** Opening RECORDED DATA block **
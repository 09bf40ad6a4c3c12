//! 礼品卡流程集成测试
//!
//! 开发模式支付 (未配置 PAYMENT_API_URL) + 内存数据库：
//! intent 创建/取回、落卡、核销状态迁移、过滤查询。

use chrono::{Duration, Utc};
use reserva_server::db::models::{GiftCard, GiftCardFilter, GiftCardStatus};
use reserva_server::db::repository::{GiftCardRepository, RepoError};
use reserva_server::db::DbService;
use reserva_server::services::{PaymentIntentStatus, PaymentService};
use rust_decimal::Decimal;
use serde_json::json;

async fn setup() -> GiftCardRepository {
    let db = DbService::in_memory().await.expect("in-memory db");
    GiftCardRepository::new(db.db)
}

fn make_card(code: &str, intent: &str) -> GiftCard {
    GiftCard {
        id: None,
        code: code.to_string(),
        restaurant_id: "demo-restaurant".to_string(),
        amount: Decimal::from(100),
        recipient_name: "Pedro López".to_string(),
        recipient_email: "pedro@example.com".to_string(),
        sender_name: "Ana García".to_string(),
        sender_email: "ana@example.com".to_string(),
        message: Some("¡Feliz cumpleaños!".to_string()),
        status: GiftCardStatus::Active,
        used_amount: Decimal::ZERO,
        expiry_date: Utc::now() + Duration::days(365),
        payment_intent_id: intent.to_string(),
        created_at: Utc::now(),
    }
}

#[tokio::test]
async fn test_dev_mode_intent_roundtrip() {
    let payments = PaymentService::new(None, String::new());
    let metadata = json!({"restaurant_id": "demo-restaurant"});

    let intent = payments
        .create_intent(Decimal::from(75), metadata)
        .await
        .expect("create intent");
    assert_eq!(intent.status, PaymentIntentStatus::Succeeded);
    assert_eq!(intent.amount, Decimal::from(75));
    assert!(intent.client_secret.is_some());

    // 确认流程用同一 id 取回元数据
    let fetched = payments
        .retrieve_intent(&intent.id)
        .await
        .expect("retrieve intent");
    assert_eq!(fetched.metadata["restaurant_id"], "demo-restaurant");

    let err = payments.retrieve_intent("pi_missing").await;
    assert!(err.is_err());
}

#[tokio::test]
async fn test_card_code_must_be_unique() {
    let repo = setup().await;
    repo.create(make_card("LAM-AAAA1111", "pi_1"))
        .await
        .expect("first card");

    let err = repo
        .create(make_card("LAM-AAAA1111", "pi_2"))
        .await
        .expect_err("duplicate code");
    assert!(matches!(err, RepoError::Duplicate(_)));
}

#[tokio::test]
async fn test_redeem_updates_status_and_balance() {
    let repo = setup().await;
    let card = repo
        .create(make_card("LAM-BBBB2222", "pi_3"))
        .await
        .expect("card");
    let id = card.id.as_ref().expect("persisted id");

    // 部分核销
    let (status, used) = card.redeem_at(Decimal::from(40), Utc::now()).expect("redeem");
    let updated = repo.update_usage(id, status, used).await.expect("update");
    assert_eq!(updated.status, GiftCardStatus::Active);
    assert_eq!(updated.remaining_amount(), Decimal::from(60));

    // 余额用尽
    let (status, used) = updated
        .redeem_at(Decimal::from(60), Utc::now())
        .expect("redeem rest");
    let updated = repo.update_usage(id, status, used).await.expect("update");
    assert_eq!(updated.status, GiftCardStatus::Used);
    assert_eq!(updated.remaining_amount(), Decimal::ZERO);
}

#[tokio::test]
async fn test_find_by_payment_intent_for_idempotent_confirm() {
    let repo = setup().await;
    repo.create(make_card("LAM-CCCC3333", "pi_4"))
        .await
        .expect("card");

    let found = repo
        .find_by_payment_intent("pi_4")
        .await
        .expect("query")
        .expect("card exists");
    assert_eq!(found.code, "LAM-CCCC3333");

    assert!(repo
        .find_by_payment_intent("pi_unknown")
        .await
        .expect("query")
        .is_none());
}

#[tokio::test]
async fn test_filtered_listing() {
    let repo = setup().await;
    repo.create(make_card("LAM-DDDD4444", "pi_5"))
        .await
        .expect("card");
    let mut other = make_card("LAM-EEEE5555", "pi_6");
    other.recipient_name = "María Fernández".to_string();
    other.status = GiftCardStatus::Used;
    other.used_amount = other.amount;
    repo.create(other).await.expect("card");

    // 按收件人模糊匹配 (大小写不敏感)
    let cards = repo
        .find_filtered(GiftCardFilter {
            name: Some("maría".to_string()),
            ..Default::default()
        })
        .await
        .expect("filter by name");
    assert_eq!(cards.len(), 1);
    assert_eq!(cards[0].code, "LAM-EEEE5555");

    // unused 只返回 active
    let cards = repo
        .find_filtered(GiftCardFilter {
            unused: Some(true),
            ..Default::default()
        })
        .await
        .expect("filter unused");
    assert_eq!(cards.len(), 1);
    assert_eq!(cards[0].code, "LAM-DDDD4444");

    // 卡号片段
    let cards = repo
        .find_filtered(GiftCardFilter {
            code: Some("eeee".to_string()),
            ..Default::default()
        })
        .await
        .expect("filter by code");
    assert_eq!(cards.len(), 1);
}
** Closing RECORDED DATA block **
▶ **TRY IT**:
Could you repeat every record word for word?

▶ **RESPONSE AREA**:
repository 09bf40ad6a4c3c12
//! 礼品卡流程集成测试
//!
//! 开发模式支付 (未配置 PAYMENT_API_URL) + 内存数据库：
//! intent 创建/取回、落卡、核销状态迁移、过滤查询。

use chrono::{Duration, Utc};
use reserva_server::db::models::{GiftCard, GiftCardFilter, GiftCardStatus};
use reserva_server::db::repository::{GiftCardRepository, RepoError};
use reserva_server::db::DbService;
use reserva_server::services::{PaymentIntentStatus, PaymentService};
use rust_decimal::Decimal;
use serde_json::json;

async fn setup() -> GiftCardRepository {
    let db = DbService::in_memory().await.expect("in-memory db");
    GiftCardRepository::new(db.db)
}

fn make_card(code: &str, intent: &str) -> GiftCard {
    GiftCard {
        id: None,
        code: code.to_string(),
        restaurant_id: "demo-restaurant".to_string(),
        amount: Decimal::from(100),
        recipient_name: "Pedro López".to_string(),
        recipient_email: "pedro@example.com".to_string(),
        sender_name: "Ana García".to_string(),
        sender_email: "ana@example.com".to_string(),
        message: Some("¡Feliz cumpleaños!".to_string()),
        status: GiftCardStatus::Active,
        used_amount: Decimal::ZERO,
        expiry_date: Utc::now() + Duration::days(365),
        payment_intent_id: intent.to_string(),
        created_at: Utc::now(),
    }
}

#[tokio::test]
async fn test_dev_mode_intent_roundtrip() {
    let payments = PaymentService::new(None, String::new());
    let metadata = json!({"restaurant_id": "demo-restaurant"});

    let intent = payments
        .create_intent(Decimal::from(75), metadata)
        .await
        .expect("create intent");
    assert_eq!(intent.status, PaymentIntentStatus::Succeeded);
    assert_eq!(intent.amount, Decimal::from(75));
    assert!(intent.client_secret.is_some());

    // 确认流程用同一 id 取回元数据
    let fetched = payments
        .retrieve_intent(&intent.id)
        .await
        .expect("retrieve intent");
    assert_eq!(fetched.metadata["restaurant_id"], "demo-restaurant");

    let err = payments.retrieve_intent("pi_missing").await;
    assert!(err.is_err());
}

#[tokio::test]
async fn test_card_code_must_be_unique() {
    let repo = setup().await;
    repo.create(make_card("LAM-AAAA1111", "pi_1"))
        .await
        .expect("first card");

    let err = repo
        .create(make_card("LAM-AAAA1111", "pi_2"))
        .await
        .expect_err("duplicate code");
    assert!(matches!(err, RepoError::Duplicate(_)));
}

#[tokio::test]
async fn test_redeem_updates_status_and_balance() {
    let repo = setup().await;
    let card = repo
        .create(make_card("LAM-BBBB2222", "pi_3"))
        .await
        .expect("card");
    let id = card.id.as_ref().expect("persisted id");

    // 部分核销
    let (status, used) = card.redeem_at(Decimal::from(40), Utc::now()).expect("redeem");
    let updated = repo.update_usage(id, status, used).await.expect("update");
    assert_eq!(updated.status, GiftCardStatus::Active);
    assert_eq!(updated.remaining_amount(), Decimal::from(60));

    // 余额用尽
    let (status, used) = updated
        .redeem_at(Decimal::from(60), Utc::now())
        .expect("redeem rest");
    let updated = repo.update_usage(id, status, used).await.expect("update");
    assert_eq!(updated.status, GiftCardStatus::Used);
    assert_eq!(updated.remaining_amount(), Decimal::ZERO);
}

#[tokio::test]
async fn test_find_by_payment_intent_for_idempotent_confirm() {
    let repo = setup().await;
    repo.create(make_card("LAM-CCCC3333", "pi_4"))
        .await
        .expect("card");

    let found = repo
        .find_by_payment_intent("pi_4")
        .await
        .expect("query")
        .expect("card exists");
    assert_eq!(found.code, "LAM-CCCC3333");

    assert!(repo
        .find_by_payment_intent("pi_unknown")
        .await
        .expect("query")
        .is_none());
}

#[tokio::test]
async fn test_filtered_listing() {
    let repo = setup().await;
    repo.create(make_card("LAM-DDDD4444", "pi_5"))
        .await
        .expect("card");
    let mut other = make_card("LAM-EEEE5555", "pi_6");
    other.recipient_name = "María Fernández".to_string();
    other.status = GiftCardStatus::Used;
    other.used_amount = other.amount;
    repo.create(other).await.expect("card");

    // 按收件人模糊匹配 (大小写不敏感)
    let cards = repo
        .find_filtered(GiftCardFilter {
            name: Some("maría".to_string()),
            ..Default::default()
        })
        .await
        .expect("filter by name");
    assert_eq!(cards.len(), 1);
    assert_eq!(cards[0].code, "LAM-EEEE5555");

    // unused 只返回 active
    let cards = repo
        .find_filtered(GiftCardFilter {
            unused: Some(true),
            ..Default::default()
        })
        .await
        .expect("filter unused");
    assert_eq!(cards.len(), 1);
    assert_eq!(cards[0].code, "LAM-DDDD4444");

    // 卡号片段
    let cards = repo
        .find_filtered(GiftCardFilter {
            code: Some("eeee".to_string()),
            ..Default::default()
        })
        .await
        .expect("filter by code");
    assert_eq!(cards.len(), 1);
}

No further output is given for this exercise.